Die Parade richtet sich nicht nur an Menschen mit Behinderung, sondern auch an all jene, die unter ähnlichen Diskriminierungserfahrungen leiden, darunter trans- und interidente Menschen. „Ich hatte immer zwei Coming Outs“, erzählt Ray. „Zuerst über meine Geschlechtsidentität als Transmaskulin und zweitens als psychisch Betroffene“. Ray gehört auch zu dem Bündnis und leidet unter multiplen psychischen Störungen. Seit einem Jahr wartet Ray auf einen Psychotherapieplatz. „Für trans-Personen, die auf die Therapiesitzungen angewiesen sind, um die geschlechtsangleichende Operation durchführen zu dürfen, ist der Mangel an Plätzen eine besondere Herausforderung“, sagt er.

So sähe erfolgreiche Inklusionspolitik aus

Ihre Kernforderungen? „Die ganze Politik umschreiben“, sagt König. „Aber ich glaube, das wäre ein wenig viel verlangt.“ Ihr Demokonzept für Samstag macht jedoch vor, wie eine erfolgreiche Inklusionspolitik aussehen könnte: barrierefreier Zugang, Redebeiträge, die in Gebärdensprache übersetzt werden und ein Ruhewagen für Menschen, die nicht so lange laufen können oder Ruhe von den vielen Reizen und Menschen brauchen.

Ab 15 Uhr wird von der Hasenheide, Ecke Jahnstraße „bis zum Kottbusser Tor getanzt“. Auf dem Weg gibt es Redebeiträge, unter anderem von Ak­ti­vis­t*in­nen der Behindertenbewegung sowie Angehörigen von Menschen im Maßregelvollzug.
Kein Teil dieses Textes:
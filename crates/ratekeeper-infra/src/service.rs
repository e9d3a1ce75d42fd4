//! Rate limit service - runs checks, records events and applies the
//! failure mode when the store misbehaves.

use std::sync::Arc;
use std::time::Duration;

use chrono::Utc;

use ratekeeper_core::FixedWindowLimiter;
use ratekeeper_core::domain::{
    FailureMode, RateLimitEvent, RateLimitPolicy, RateLimitResult, RequestMeta,
};
use ratekeeper_core::ports::{CounterStore, EventLog};

/// Outcome of a check as seen by a transport adapter.
#[derive(Debug, Clone, PartialEq, Eq)]
pub enum Verdict {
    /// The policy's skip predicate matched. No counter was touched.
    Skipped,
    Allowed(RateLimitResult),
    Denied(RateLimitResult),
    /// The store failed and the policy fails open.
    FailedOpen,
}

impl Verdict {
    pub fn is_denied(&self) -> bool {
        matches!(self, Verdict::Denied(_))
    }

    /// The counted result, if any. Drives the `X-RateLimit-*` headers.
    pub fn result(&self) -> Option<&RateLimitResult> {
        match self {
            Verdict::Allowed(result) | Verdict::Denied(result) => Some(result),
            Verdict::Skipped | Verdict::FailedOpen => None,
        }
    }
}

/// Shared entry point of every adapter.
#[derive(Clone)]
pub struct RateLimitService {
    limiter: FixedWindowLimiter,
    events: Arc<dyn EventLog>,
    /// Upper bound for recording an event on the request path.
    event_timeout: Duration,
}

impl RateLimitService {
    pub const DEFAULT_EVENT_TIMEOUT: Duration = Duration::from_millis(250);

    pub fn new(store: Arc<dyn CounterStore>, events: Arc<dyn EventLog>) -> Self {
        Self {
            limiter: FixedWindowLimiter::new(store),
            events,
            event_timeout: Self::DEFAULT_EVENT_TIMEOUT,
        }
    }

    pub fn with_event_timeout(mut self, event_timeout: Duration) -> Self {
        self.event_timeout = event_timeout;
        self
    }

    pub fn limiter(&self) -> &FixedWindowLimiter {
        &self.limiter
    }

    pub fn events(&self) -> &Arc<dyn EventLog> {
        &self.events
    }

    /// Check a request against `policy`.
    pub async fn check(&self, policy: &RateLimitPolicy, meta: &RequestMeta) -> Verdict {
        if policy.should_skip(meta) {
            return Verdict::Skipped;
        }
        let identifier = policy.identifier_for(meta);
        self.check_identifier(policy, &identifier, meta).await
    }

    /// Check an explicit identifier, bypassing the policy's skip predicate
    /// and identifier generator.
    pub async fn check_identifier(
        &self,
        policy: &RateLimitPolicy,
        identifier: &str,
        meta: &RequestMeta,
    ) -> Verdict {
        match self.limiter.check(identifier, policy).await {
            Ok(result) => {
                self.record(policy, meta, &result).await;

                if result.success {
                    Verdict::Allowed(result)
                } else {
                    tracing::debug!(
                        identifier,
                        policy = %policy.name(),
                        count = result.count,
                        "Rate limit exceeded"
                    );
                    Verdict::Denied(result)
                }
            }
            Err(e) => {
                tracing::error!(
                    identifier,
                    policy = %policy.name(),
                    error = %e,
                    "Rate limit store error"
                );
                match policy.failure_mode() {
                    FailureMode::Open => Verdict::FailedOpen,
                    FailureMode::Closed => Verdict::Denied(RateLimitResult::unavailable(
                        policy.max(),
                        policy.window(),
                        Utc::now(),
                    )),
                }
            }
        }
    }

    /// Best-effort event write. Never delays the verdict past `event_timeout`.
    async fn record(&self, policy: &RateLimitPolicy, meta: &RequestMeta, result: &RateLimitResult) {
        let event = RateLimitEvent::from_result(meta, policy.name(), result);
        match tokio::time::timeout(self.event_timeout, self.events.log_event(&event)).await {
            Ok(Ok(())) => {}
            Ok(Err(e)) => {
                tracing::warn!(error = %e, policy = %policy.name(), "Failed to record rate limit event");
            }
            Err(_) => {
                tracing::warn!(
                    policy = %policy.name(),
                    timeout_ms = self.event_timeout.as_millis() as u64,
                    "Timed out recording rate limit event"
                );
            }
        }
    }
}
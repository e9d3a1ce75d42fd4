//! Middleware modules.

pub mod error;
pub mod rate_limit;

pub use rate_limit::{RateLimitMiddleware, check_request, client_ip, resolve_client_ip};
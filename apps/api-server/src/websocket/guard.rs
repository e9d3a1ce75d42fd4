//! WebSocket connection and message limits.
//!
//! Connections are counted per IP through the shared limiter. Early in a
//! window, a reconnect storm may overshoot the limit by a burst allowance,
//! at most once per window. Messages are limited per connection with an
//! in-process GCRA limiter and a size cap.

use std::num::NonZeroU32;
use std::sync::Arc;
use std::sync::atomic::{AtomicU32, Ordering};
use std::time::Duration;

use governor::clock::DefaultClock;
use governor::state::{InMemoryState, NotKeyed};
use governor::{Quota, RateLimiter as GovernorRateLimiter};

use ratekeeper_core::domain::{RateLimitPolicy, RateLimitResult, RequestMeta};
use ratekeeper_infra::{RateLimitService, Verdict};

type DirectRateLimiter = GovernorRateLimiter<NotKeyed, InMemoryState, DefaultClock>;

/// WebSocket limits configuration.
#[derive(Debug, Clone)]
pub struct WsLimits {
    /// Messages larger than this are dropped.
    pub max_message_bytes: usize,
    /// Steady per-connection message rate.
    pub messages_per_second: u32,
    /// Messages a connection may send at once above the steady rate.
    pub message_burst: u32,
    /// Consecutive dropped messages before the connection is closed.
    pub max_violations: u32,
    /// Extra share of the connection limit a window may overshoot by.
    pub burst_factor: f64,
    /// How long after a window opens the overshoot is granted.
    pub burst_duration: Duration,
}

impl Default for WsLimits {
    fn default() -> Self {
        Self {
            max_message_bytes: 64 * 1024,
            messages_per_second: 10,
            message_burst: 20,
            max_violations: 5,
            burst_factor: 0.5,
            burst_duration: Duration::from_secs(10),
        }
    }
}

impl WsLimits {
    pub fn from_env() -> Self {
        let defaults = Self::default();
        Self {
            max_message_bytes: env_parse("WS_MAX_MESSAGE_BYTES", defaults.max_message_bytes),
            messages_per_second: env_parse("WS_MESSAGES_PER_SECOND", defaults.messages_per_second),
            message_burst: env_parse("WS_MESSAGE_BURST", defaults.message_burst),
            max_violations: env_parse("WS_MAX_VIOLATIONS", defaults.max_violations),
            burst_factor: env_parse("WS_BURST_FACTOR", defaults.burst_factor),
            burst_duration: Duration::from_millis(env_parse("WS_BURST_DURATION_MS", 10_000)),
        }
    }
}

fn env_parse<T: std::str::FromStr>(name: &str, default: T) -> T {
    std::env::var(name)
        .ok()
        .and_then(|s| s.parse().ok())
        .unwrap_or(default)
}

/// Outcome of a connection attempt.
#[derive(Debug, Clone, PartialEq, Eq)]
pub enum Admission {
    Accepted,
    Refused { retry_after: u64 },
}

/// Why a message was not delivered.
#[derive(Debug, Clone, PartialEq, Eq)]
pub enum DropReason {
    TooLarge { size: usize, max: usize },
    TooFrequent,
}

#[derive(Debug, Clone, PartialEq, Eq)]
pub enum MessageVerdict {
    Accept,
    Drop(DropReason),
    /// The violation limit was reached; close the connection.
    Close(DropReason),
}

/// Connection-level WebSocket rate limiter.
pub struct WsRateLimiter {
    limiter: Arc<RateLimitService>,
    policy: Arc<RateLimitPolicy>,
    burst_allowance: u32,
    limits: WsLimits,
}

impl WsRateLimiter {
    pub fn new(
        limiter: Arc<RateLimitService>,
        policy: Arc<RateLimitPolicy>,
        limits: WsLimits,
    ) -> Self {
        let burst_allowance =
            (f64::from(policy.max()) * limits.burst_factor.max(0.0)).floor() as u32;

        Self {
            limiter,
            policy,
            burst_allowance,
            limits,
        }
    }

    pub fn limits(&self) -> &WsLimits {
        &self.limits
    }

    /// Connections a window may admit above the policy max.
    pub fn burst_allowance(&self) -> u32 {
        self.burst_allowance
    }

    /// Whether a denied attempt still fits the window's burst allowance.
    ///
    /// The steady counter keeps counting denied attempts, so the overshoot
    /// is bounded by `max + burst_allowance` per window.
    fn within_burst(&self, result: &RateLimitResult) -> bool {
        let left = Duration::from_secs(result.retry_after.unwrap_or(0));
        let elapsed = self.policy.window().saturating_sub(left);

        result.count <= u64::from(result.limit) + u64::from(self.burst_allowance)
            && elapsed <= self.limits.burst_duration
    }

    /// Count a connection attempt from `ip`.
    pub async fn admit(&self, ip: Option<&str>) -> Admission {
        let meta = RequestMeta::new(ip.map(str::to_string), "/socket.io", "CONNECT");

        let result = match self.limiter.check(&self.policy, &meta).await {
            Verdict::Denied(result) => result,
            Verdict::Allowed(_) | Verdict::Skipped | Verdict::FailedOpen => {
                return Admission::Accepted;
            }
        };

        if self.within_burst(&result) {
            tracing::debug!(ip = %meta.ip_or_unknown(), count = result.count, "WebSocket connection admitted on burst allowance");
            return Admission::Accepted;
        }

        tracing::warn!(ip = %meta.ip_or_unknown(), "WebSocket connection refused");
        Admission::Refused {
            retry_after: result.retry_after.unwrap_or(1),
        }
    }

    /// Per-connection message guard.
    pub fn connection_guard(&self) -> ConnectionGuard {
        ConnectionGuard::new(&self.limits)
    }
}

/// Message limits of a single connection.
pub struct ConnectionGuard {
    limiter: DirectRateLimiter,
    max_message_bytes: usize,
    max_violations: u32,
    violations: AtomicU32,
}

impl ConnectionGuard {
    pub fn new(limits: &WsLimits) -> Self {
        let rate = NonZeroU32::new(limits.messages_per_second.max(1)).unwrap_or(NonZeroU32::MIN);
        let burst = NonZeroU32::new(limits.message_burst.max(1)).unwrap_or(NonZeroU32::MIN);
        let quota = Quota::per_second(rate).allow_burst(burst);

        Self {
            limiter: DirectRateLimiter::direct(quota),
            max_message_bytes: limits.max_message_bytes,
            max_violations: limits.max_violations.max(1),
            violations: AtomicU32::new(0),
        }
    }

    /// Check an inbound message of `size` bytes.
    pub fn check_message(&self, size: usize) -> MessageVerdict {
        let reason = if size > self.max_message_bytes {
            DropReason::TooLarge {
                size,
                max: self.max_message_bytes,
            }
        } else if self.limiter.check().is_err() {
            DropReason::TooFrequent
        } else {
            self.violations.store(0, Ordering::Relaxed);
            return MessageVerdict::Accept;
        };

        let violations = self.violations.fetch_add(1, Ordering::Relaxed) + 1;
        if violations >= self.max_violations {
            MessageVerdict::Close(reason)
        } else {
            MessageVerdict::Drop(reason)
        }
    }
}
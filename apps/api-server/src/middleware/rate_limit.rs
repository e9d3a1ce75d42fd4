//! Rate limiting middleware.
//!
//! Two styles over the same [`RateLimitService`]: the [`RateLimitMiddleware`]
//! transform for whole scopes, and [`check_request`] for handlers that check
//! a single request themselves.

use std::future::{Ready, ready};
use std::net::IpAddr;
use std::rc::Rc;
use std::sync::Arc;

use actix_web::{
    Error, HttpRequest, HttpResponse,
    body::EitherBody,
    dev::{Service, ServiceRequest, ServiceResponse, Transform, forward_ready},
    http::{
        StatusCode,
        header::{HeaderMap, HeaderName, HeaderValue},
    },
};
use futures::future::LocalBoxFuture;

use ratekeeper_core::domain::{RateLimitPolicy, RateLimitResult, RequestMeta};
use ratekeeper_infra::{RateLimitService, Verdict};
use ratekeeper_shared::dto::RateLimitHeaders;

/// Client IP: first `X-Forwarded-For` entry, then `X-Real-IP`, then
/// `CF-Connecting-IP`, then the peer address.
///
/// `header` looks a header up by name, so any transport's header map works.
pub fn resolve_client_ip<'a>(
    header: impl Fn(&str) -> Option<&'a str>,
    peer: Option<IpAddr>,
) -> Option<String> {
    let header = |name: &str| header(name).map(str::trim).filter(|value| !value.is_empty());

    header("X-Forwarded-For")
        .and_then(|forwarded| forwarded.split(',').next())
        .map(str::trim)
        .filter(|ip| !ip.is_empty())
        .or_else(|| header("X-Real-IP"))
        .or_else(|| header("CF-Connecting-IP"))
        .map(str::to_string)
        .or_else(|| peer.map(|ip| ip.to_string()))
}

pub fn client_ip(req: &HttpRequest) -> Option<String> {
    resolve_client_ip(
        |name| req.headers().get(name).and_then(|value| value.to_str().ok()),
        req.peer_addr().map(|addr| addr.ip()),
    )
}

pub fn request_meta(req: &HttpRequest) -> RequestMeta {
    RequestMeta::new(client_ip(req), req.path(), req.method().as_str())
}

pub fn limit_headers(result: &RateLimitResult) -> RateLimitHeaders {
    RateLimitHeaders {
        limit: result.limit,
        remaining: result.remaining,
        reset: result.reset_unix_secs(),
        retry_after: result.retry_after,
    }
}

fn apply_headers(headers: &mut HeaderMap, result: &RateLimitResult) {
    for (name, value) in limit_headers(result).to_pairs() {
        if let (Ok(name), Ok(value)) = (HeaderName::try_from(name), HeaderValue::try_from(value)) {
            headers.insert(name, value);
        }
    }
}

/// Denial response: the policy's status and message plus the limit headers.
pub fn rejection_response(policy: &RateLimitPolicy, result: &RateLimitResult) -> HttpResponse {
    let status =
        StatusCode::from_u16(policy.status_code()).unwrap_or(StatusCode::TOO_MANY_REQUESTS);

    let mut builder = HttpResponse::build(status);
    for header in limit_headers(result).to_pairs() {
        builder.insert_header(header);
    }
    builder.json(policy.message().to_body())
}

/// Check a single request. `None` means proceed.
pub async fn check_request(
    req: &HttpRequest,
    limiter: &RateLimitService,
    policy: &RateLimitPolicy,
) -> Option<HttpResponse> {
    match limiter.check(policy, &request_meta(req)).await {
        Verdict::Denied(result) => Some(rejection_response(policy, &result)),
        Verdict::Allowed(_) | Verdict::Skipped | Verdict::FailedOpen => None,
    }
}

/// Rate limiting middleware factory.
pub struct RateLimitMiddleware {
    limiter: Arc<RateLimitService>,
    policy: Arc<RateLimitPolicy>,
}

impl RateLimitMiddleware {
    pub fn new(limiter: Arc<RateLimitService>, policy: Arc<RateLimitPolicy>) -> Self {
        Self { limiter, policy }
    }
}

impl<S, B> Transform<S, ServiceRequest> for RateLimitMiddleware
where
    S: Service<ServiceRequest, Response = ServiceResponse<B>, Error = Error> + 'static,
    B: 'static,
{
    type Response = ServiceResponse<EitherBody<B>>;
    type Error = Error;
    type Transform = RateLimitMiddlewareService<S>;
    type InitError = ();
    type Future = Ready<Result<Self::Transform, Self::InitError>>;

    fn new_transform(&self, service: S) -> Self::Future {
        ready(Ok(RateLimitMiddlewareService {
            service: Rc::new(service),
            limiter: self.limiter.clone(),
            policy: self.policy.clone(),
        }))
    }
}

pub struct RateLimitMiddlewareService<S> {
    service: Rc<S>,
    limiter: Arc<RateLimitService>,
    policy: Arc<RateLimitPolicy>,
}

impl<S, B> Service<ServiceRequest> for RateLimitMiddlewareService<S>
where
    S: Service<ServiceRequest, Response = ServiceResponse<B>, Error = Error> + 'static,
    B: 'static,
{
    type Response = ServiceResponse<EitherBody<B>>;
    type Error = Error;
    type Future = LocalBoxFuture<'static, Result<Self::Response, Self::Error>>;

    forward_ready!(service);

    fn call(&self, req: ServiceRequest) -> Self::Future {
        let service = Rc::clone(&self.service);
        let limiter = self.limiter.clone();
        let policy = self.policy.clone();

        Box::pin(async move {
            let meta = request_meta(req.request());
            let verdict = limiter.check(&policy, &meta).await;

            if let Verdict::Denied(result) = &verdict {
                tracing::warn!(
                    ip = %meta.ip_or_unknown(),
                    path = %meta.path,
                    policy = %policy.name(),
                    "Rate limit exceeded"
                );
                let response = rejection_response(&policy, result);
                return Ok(req.into_response(response).map_into_right_body());
            }

            let mut res = service.call(req).await?;
            if let Some(result) = verdict.result() {
                apply_headers(res.headers_mut(), result);
            }
            Ok(res.map_into_left_body())
        })
    }
}
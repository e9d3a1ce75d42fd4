//! Domain-level error types.

use thiserror::Error;

/// Policy misconfiguration - a programming error raised at setup time.
#[derive(Debug, Error, PartialEq, Eq)]
pub enum PolicyError {
    #[error("Unknown rate limit preset: {0}")]
    UnknownPreset(String),

    #[error("Rate limit window must be greater than zero")]
    ZeroWindow,

    #[error("Rate limit max must be at least 1")]
    ZeroMax,

    #[error("Invalid failure mode: {0}")]
    InvalidFailureMode(String),
}

/// Counter store errors.
#[derive(Debug, Error)]
pub enum StoreError {
    #[error("Store connection failed: {0}")]
    Connection(String),

    #[error("Store operation timed out after {0:?}")]
    Timeout(std::time::Duration),

    #[error("Store operation failed: {0}")]
    Operation(String),
}

/// Event log errors.
#[derive(Debug, Error)]
pub enum EventLogError {
    #[error("Event log backend error: {0}")]
    Backend(String),

    #[error("Event serialization failed: {0}")]
    Serialization(String),
}

impl From<serde_json::Error> for EventLogError {
    fn from(err: serde_json::Error) -> Self {
        EventLogError::Serialization(err.to_string())
    }
}
//! Counter store implementations - Redis and in-memory fallback.

mod memory;

pub use memory::InMemoryCounterStore;

#[cfg(feature = "redis")]
pub(crate) mod redis;
#[cfg(feature = "redis")]
pub use self::redis::RedisCounterStore;

use std::sync::Arc;

use tokio::sync::OnceCell;

use ratekeeper_core::StoreError;
use ratekeeper_core::ports::CounterStore;

use crate::config::{StoreConfig, StoreMode};

/// Build the configured counter store.
///
/// Falls back to the in-memory store when Redis is unreachable and
/// `fallback_to_memory` is set; otherwise the connection error is returned.
pub async fn connect_counter_store(
    config: &StoreConfig,
) -> Result<Arc<dyn CounterStore>, StoreError> {
    match config.mode {
        StoreMode::Memory => {
            tracing::info!("Using in-memory counter store (single instance only)");
            Ok(memory_store(config))
        }
        StoreMode::Redis => connect_redis(config).await,
    }
}

#[cfg(feature = "redis")]
async fn connect_redis(config: &StoreConfig) -> Result<Arc<dyn CounterStore>, StoreError> {
    match RedisCounterStore::new(config.redis.clone()).await {
        Ok(store) => Ok(Arc::new(store)),
        Err(e) if config.redis.fallback_to_memory => {
            tracing::error!(
                url = %config.redis.url,
                error = %e,
                "Failed to connect counter store to Redis. Using in-memory fallback."
            );
            Ok(memory_store(config))
        }
        Err(e) => Err(e),
    }
}

#[cfg(not(feature = "redis"))]
async fn connect_redis(config: &StoreConfig) -> Result<Arc<dyn CounterStore>, StoreError> {
    tracing::warn!("Built without redis feature - using in-memory counter store");
    Ok(memory_store(config))
}

fn memory_store(config: &StoreConfig) -> Arc<dyn CounterStore> {
    let store = Arc::new(InMemoryCounterStore::new());
    store.spawn_sweeper(config.sweep_interval);
    store
}

/// Lazily connects the counter store once and hands out shared handles.
pub struct StoreProvider {
    config: StoreConfig,
    store: OnceCell<Arc<dyn CounterStore>>,
}

impl StoreProvider {
    pub fn new(config: StoreConfig) -> Self {
        Self {
            config,
            store: OnceCell::new(),
        }
    }

    /// The shared store, connecting on first use.
    pub async fn get(&self) -> Result<Arc<dyn CounterStore>, StoreError> {
        self.store
            .get_or_try_init(|| connect_counter_store(&self.config))
            .await
            .cloned()
    }
}

#[cfg(test)]
mod tests {
    use super::*;

    #[tokio::test]
    async fn test_provider_reuses_store() {
        let provider = StoreProvider::new(StoreConfig::default());
        let first = provider.get().await.unwrap();
        let second = provider.get().await.unwrap();
        assert!(Arc::ptr_eq(&first, &second));

        first.increment("shared").await.unwrap();
        assert_eq!(second.get("shared").await.unwrap(), Some(1));
    }

    #[cfg(feature = "redis")]
    #[tokio::test]
    async fn test_unreachable_redis_falls_back_to_memory() {
        let mut config = StoreConfig {
            mode: StoreMode::Redis,
            ..Default::default()
        };
        config.redis.url = "redis://127.0.0.1:1".to_string();
        config.redis.connect_timeout = std::time::Duration::from_millis(200);

        let store = connect_counter_store(&config).await.unwrap();
        assert_eq!(store.increment("k").await.unwrap(), 1);

        config.redis.fallback_to_memory = false;
        assert!(connect_counter_store(&config).await.is_err());
    }
}
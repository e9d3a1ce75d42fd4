//! GraphQL operation guard.
//!
//! Protocol-level: the guard runs before an executor resolves an
//! operation and reports denials as GraphQL errors.

mod guard;
mod operation;

pub use guard::{GraphQlRateLimitError, GraphQlRateLimiter};
pub use operation::{GraphQlOperation, INTROSPECTION_FIELDS, OperationType};
//! Telemetry initialization - tracing subscriber setup.

use tracing_subscriber::{EnvFilter, layer::SubscriberExt, util::SubscriberInitExt};

const DEFAULT_FILTER: &str = "info,api_server=debug,ratekeeper_infra=debug";

/// Telemetry configuration.
#[derive(Debug, Clone, Default)]
pub struct TelemetryConfig {
    /// Enable JSON logging (for production).
    pub json_logs: bool,
}

impl TelemetryConfig {
    /// Load configuration from environment variables.
    pub fn from_env() -> Self {
        Self {
            json_logs: std::env::var("LOG_FORMAT")
                .map(|v| v.to_lowercase() == "json")
                .unwrap_or(false),
        }
    }
}

/// Initialize tracing. `RUST_LOG` overrides the default filter.
pub fn init_telemetry(config: &TelemetryConfig) {
    let env_filter =
        EnvFilter::try_from_default_env().unwrap_or_else(|_| EnvFilter::new(DEFAULT_FILTER));

    // Build and init subscriber based on log format
    if config.json_logs {
        tracing_subscriber::registry()
            .with(env_filter)
            .with(tracing_subscriber::fmt::layer().json())
            .init();
    } else {
        tracing_subscriber::registry()
            .with(env_filter)
            .with(tracing_subscriber::fmt::layer().pretty())
            .init();
    }

    tracing::info!(json_logs = config.json_logs, "Telemetry initialized");
}
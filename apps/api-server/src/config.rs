//! Application configuration loaded from environment variables.

use std::env;

use ratekeeper_core::domain::FailureMode;
use ratekeeper_infra::{EventLogConfig, StoreConfig};

/// Application configuration.
#[derive(Debug, Clone)]
pub struct AppConfig {
    pub host: String,
    pub port: u16,
    pub rate_limit: RateLimitSettings,
}

/// Rate limiting configuration shared by every adapter.
#[derive(Debug, Clone)]
pub struct RateLimitSettings {
    pub store: StoreConfig,
    pub events: EventLogConfig,
    /// Applied to every preset the server mounts.
    pub failure_mode: FailureMode,
    /// Cron expression of the event log trim job.
    pub trim_schedule: String,
}

impl Default for RateLimitSettings {
    fn default() -> Self {
        Self {
            store: StoreConfig::default(),
            events: EventLogConfig::default(),
            failure_mode: FailureMode::Open,
            trim_schedule: "0 0 * * * *".to_string(),
        }
    }
}

impl RateLimitSettings {
    pub fn from_env() -> Self {
        let failure_mode = match env::var("RATE_LIMIT_FAILURE_MODE") {
            Ok(value) => value.parse().unwrap_or_else(|e| {
                tracing::warn!(error = %e, "Invalid RATE_LIMIT_FAILURE_MODE, failing open");
                FailureMode::Open
            }),
            Err(_) => FailureMode::Open,
        };

        Self {
            store: StoreConfig::from_env(),
            events: EventLogConfig::from_env(),
            failure_mode,
            trim_schedule: env::var("RATE_LIMIT_TRIM_SCHEDULE")
                .unwrap_or_else(|_| "0 0 * * * *".to_string()),
        }
    }
}

impl AppConfig {
    /// Load configuration from environment variables.
    pub fn from_env() -> Self {
        Self {
            host: env::var("HOST").unwrap_or_else(|_| "127.0.0.1".to_string()),
            port: env::var("PORT")
                .ok()
                .and_then(|p| p.parse().ok())
                .unwrap_or(8080),
            rate_limit: RateLimitSettings::from_env(),
        }
    }
}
Am Ziel, dem Südblock am Kottbusser Tor, ist eine Kundgebung geplant.

Zum krönenden Abschluss wird die „Glitzerkrücke“ verliehen, ein Negativpreis für besonders inklusionsfeindliche Praxis in Politik und Wirtschaft. „In diesem Jahr wurden die psychiatrischen Stationen des Urban-Krankenhauses nominiert wegen der unmenschlichen Zustände, in die Verrückte weggesperrt werden“, erzählt König. Im Rennen sind auch die Sozialämter. Der Vorwurf: Obwohl taube Menschen das Recht auf Übersetzung haben, fänden die Sozial-Ämter immer eine Ausrede dies zu verwehren. Wer den Negativpreis erhält, wird am Tag der Parade von den Demo-Teilnehmer*innen demokratisch bestimmt.

„Wir hoffen einen politischen, aber auch schönen Tag zu verbringen“, sagt König. Eins steht fest: An Selbstbewusstsein und Verrücktheit soll's nicht mangeln.